Following a Fundamental Review of the Trading Book, minimum capital requirements for market risk in the trading book will be based on a better calibrated standardised approach or internal model approval (IMA) for an expected shortfall measure rather than, under Basel II, value at risk. The Basel Committee's oversight body, the Group of Central Bank Governors and Heads of Supervision (GHOS), announced in December 2017 that the implementation date of these reforms, which were originally set to be effective in 2019, was delayed to 1 January 2022. In March 2020, the implementation date was delayed to 1 January 2023.

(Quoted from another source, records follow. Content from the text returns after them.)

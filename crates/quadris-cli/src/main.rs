mod command;
mod highscore;
mod tui;
mod ui;
mod util;

fn main() -> anyhow::Result<()> {
    command::run()
}
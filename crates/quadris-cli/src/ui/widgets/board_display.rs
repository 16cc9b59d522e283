use std::iter;

use quadris_engine::{BOARD_HEIGHT, BOARD_WIDTH, GameSession};
use ratatui::{
    buffer::Buffer,
    layout::{Constraint, Flex, Layout, Rect},
    widgets::{Block as BlockWidget, BlockExt, Widget},
};

use crate::ui::widgets::CellDisplay;

/// The playfield: locked cells plus the falling piece, rendered with the
/// top board row at the top of the widget.
#[derive(Debug)]
pub struct BoardDisplay<'a> {
    session: &'a GameSession,
    block: Option<BlockWidget<'a>>,
}

impl<'a> BoardDisplay<'a> {
    pub fn new(session: &'a GameSession) -> Self {
        Self {
            session,
            block: None,
        }
    }

    pub fn block(self, block: BlockWidget<'a>) -> Self {
        Self {
            block: Some(block),
            ..self
        }
    }

    pub fn width(&self) -> u16 {
        u16::try_from(BOARD_WIDTH).unwrap() * CellDisplay::width()
            + super::block_horizontal_margin(self.block.as_ref())
    }

    pub fn height(&self) -> u16 {
        u16::try_from(BOARD_HEIGHT).unwrap() * CellDisplay::height()
            + super::block_vertical_margin(self.block.as_ref())
    }
}

impl Widget for BoardDisplay<'_> {
    fn render(self, area: Rect, buf: &mut Buffer)
    where
        Self: Sized,
    {
        Widget::render(&self, area, buf);
    }
}

impl Widget for &BoardDisplay<'_> {
    fn render(self, area: Rect, buf: &mut Buffer) {
        self.block.as_ref().render(area, buf);
        let area = self.block.inner_if_some(area);

        let active_cells = self.session.active_piece_cells();
        let active_kind = self.session.active_piece_kind();

        let col_constraints = (0..BOARD_WIDTH).map(|_| Constraint::Length(CellDisplay::width()));
        let row_constraints = (0..BOARD_HEIGHT).map(|_| Constraint::Length(CellDisplay::height()));
        let horizontal = Layout::horizontal(col_constraints).flex(Flex::Center);
        let vertical = Layout::vertical(row_constraints);

        let grid_rows = area
            .layout::<{ BOARD_HEIGHT }>(&vertical)
            .into_iter()
            .map(|row| row.layout::<{ BOARD_WIDTH }>(&horizontal));

        // Board row 0 is the floor; the widget draws top-down.
        for (grid_row, y) in iter::zip(grid_rows, (0..BOARD_HEIGHT).rev()) {
            for (grid_cell, x) in iter::zip(grid_row, 0..BOARD_WIDTH) {
                let shape = if active_cells.contains(&(x, y)) {
                    active_kind
                } else {
                    self.session.shape_at(x, y)
                };
                CellDisplay::from_shape(shape, true).render(grid_cell, buf);
            }
        }
    }
}
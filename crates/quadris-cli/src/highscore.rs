use std::path::Path;

use chrono::{DateTime, Local};
use serde::{Deserialize, Serialize};

use crate::util;

/// One saved game result.
#[derive(Debug, Clone, PartialEq, Serialize, Deserialize)]
pub struct HighScoreRecord {
    pub name: String,
    pub score: usize,
    pub timestamp: DateTime<Local>,
}

/// The persistent leaderboard, capped at [`Self::MAX_RECORDS`] entries
/// sorted by score descending.
///
/// Serializes as a bare JSON array so the file stays hand-editable.
#[derive(Debug, Clone, Default, PartialEq, Serialize, Deserialize)]
#[serde(transparent)]
pub struct HighScoreTable {
    records: Vec<HighScoreRecord>,
}

impl HighScoreTable {
    pub const MAX_RECORDS: usize = 10;

    /// Loads the table from `path`. A missing file is an empty table, not
    /// an error; any other I/O or parse failure propagates.
    pub fn load<P>(path: P) -> anyhow::Result<Self>
    where
        P: AsRef<Path>,
    {
        let path = path.as_ref();
        if !path.exists() {
            return Ok(Self::default());
        }
        util::read_json_file("high score", path)
    }

    pub fn save<P>(&self, path: P) -> anyhow::Result<()>
    where
        P: AsRef<Path>,
    {
        util::write_json_file("high score", path, self)
    }

    /// Whether `score` would make it onto the table: either the table has
    /// room, or the score beats the current last place.
    #[must_use]
    pub fn qualifies(&self, score: usize) -> bool {
        if score == 0 {
            return false;
        }
        self.records.len() < Self::MAX_RECORDS
            || self.records.last().is_some_and(|last| score > last.score)
    }

    /// Inserts a result at its rank, dropping anything past the cap.
    /// Ties rank the older entry first.
    pub fn record(&mut self, name: impl Into<String>, score: usize) {
        let rank = self
            .records
            .partition_point(|record| record.score >= score);
        self.records.insert(
            rank,
            HighScoreRecord {
                name: name.into(),
                score,
                timestamp: Local::now(),
            },
        );
        self.records.truncate(Self::MAX_RECORDS);
    }

    pub fn iter(&self) -> impl Iterator<Item = &HighScoreRecord> {
        self.records.iter()
    }

    #[must_use]
    pub fn is_empty(&self) -> bool {
        self.records.is_empty()
    }
}
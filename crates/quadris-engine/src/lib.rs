//! Falling-block simulation engine.
//!
//! This crate owns the rules of the game and nothing else: tetromino
//! geometry, the playing-field grid, the piece lifecycle (spawn, fall,
//! lock, clear), scoring/leveling, and the level-dependent gravity
//! interval. Rendering, input, persistence, and the timer that drives
//! gravity ticks all live in the surrounding application; they interact
//! with the engine only through [`GameSession`]'s commands and its
//! side-effect-free query surface.
//!
//! # Game flow
//!
//! 1. Create a [`GameSession`] and call [`GameSession::start`].
//! 2. A periodic timer calls [`GameSession::tick`], advancing gravity.
//! 3. Input commands (`move_left`, `rotate_right`, `hard_drop`, ...) steer
//!    the falling piece between ticks.
//! 4. When a piece can no longer descend it locks into the board, full
//!    rows are cleared, and the next piece spawns from the lookahead
//!    queue.
//! 5. A spawn collision ends the game; [`GameSession::start`] begins a
//!    fresh one.

pub use self::{core::*, engine::*};

pub mod core;
pub mod engine;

Basel 3.1: Finalising post-crisis reforms 

The Basel 3.1 standards published in 2017 cover further reforms in six areas: standardised approach for credit risk (SA-CR); internal ratings based approach (IRB) for credit risk; CVA risk; operational risk; an output floor; and the leverage ratio. The GHOS announced in March 2020 that the implementation date of these reforms, which were originally set to be effective at the start of 2022, was delayed to 1 January 2023.

Implementation

Summary of originally-proposed changes (2010) in Basel Committee language
 First, the quality, consistency, and transparency of the capital base will be raised.
 Tier 1 capital: the predominant form of Tier 1 capital must be common shares and retained earnings. This is subject to prudential deductions, including goodwill and intangible assets.
 Tier 2 capital: supplementary capital, however, the instruments will be harmonised.
 Tier 3 capital will be eliminated.
 Second, the risk coverage of the capital framework will be strengthened.
 Promote more integrated management of market and counterparty credit risk
 Add the credit valuation adjustment–risk due to deterioration in counterparty's credit rating
 Strengthen the capital requirements for counterparty credit exposures arising from banks' derivatives, repo and securities financing transactions
 Raise the capital buffers backing these exposures
 Reduce procyclicality and
 Provide additional incentives to move OTC derivative contracts to qualifying central counterparties (probably clearing houses). Currently, the BCBS has stated derivatives cleared with a QCCP will be risk-weighted at 2% (The rule is still yet to be finalized in the U.S.)
 Provide incentives to strengthen the risk management of counterparty credit exposures
 Raise counterparty credit risk management standards by including wrong-way risk
 Third, a leverage ratio will be introduced as a supplementary measure to the Basel II risk-based framework. 
 intended to achieve the following objectives:
 Put a floor under the buildup of leverage in the banking sector
 Introduce additional safeguards against model risk and measurement error by supplementing the risk based measure with a simpler measure that is based on gross exposures.
 Fourth, a series of measures is introduced to promote the buildup of capital buffers in good times that can be drawn upon in periods of stress ("Reducing procyclicality and promoting countercyclical buffers").
 Measures to address procyclicality:
 Dampen excess cyclicality of the minimum capital requirement;
 Promote more forward looking provisions;
 Conserve capital to build buffers at individual banks and the banking sector that can be used in stress; and
 Achieve the broader macroprudential goal of protecting the banking sector from periods of excess credit growth.
 Requirement to use long-term data horizons to estimate probabilities of default,
 downturn loss-given-default estimates, recommended in Basel II, to become mandatory
 Improved calibration of the risk functions, which convert loss estimates into regulatory capital requirements.
 Banks must conduct stress tests that include widening credit spreads in recessionary scenarios.
 Promoting stronger provisioning practices (forward-looking provisioning):
 Advocating a change in the accounting standards towards an expected loss (EL) approach (usually, EL amount := LGD*PD*EAD).
 Fifth, a global minimum liquidity standard for internationally active banks is introduced that includes a 30-day liquidity coverage ratio requirement underpinned by a longer-term structural liquidity ratio called the Net Stable Funding Ratio. (In January 2012, the oversight panel of the Basel Committee on Banking Supervision issued a statement saying that regulators will allow banks to dip below their required liquidity levels, the liquidity coverage ratio, during periods of stress.)
 The committee also is reviewing the need for additional capital, liquidity or other supervisory measures to reduce the externalities created by systemically important institutions.
As of September 2010, proposed Basel III norms asked for ratios as: 7–9.5% (4.5% + 2.5% (conservation buffer) + 0–2.5% (seasonal buffer)) for common equity and 8.5–11% for Tier 1 capital and 10.5–13% for total capital.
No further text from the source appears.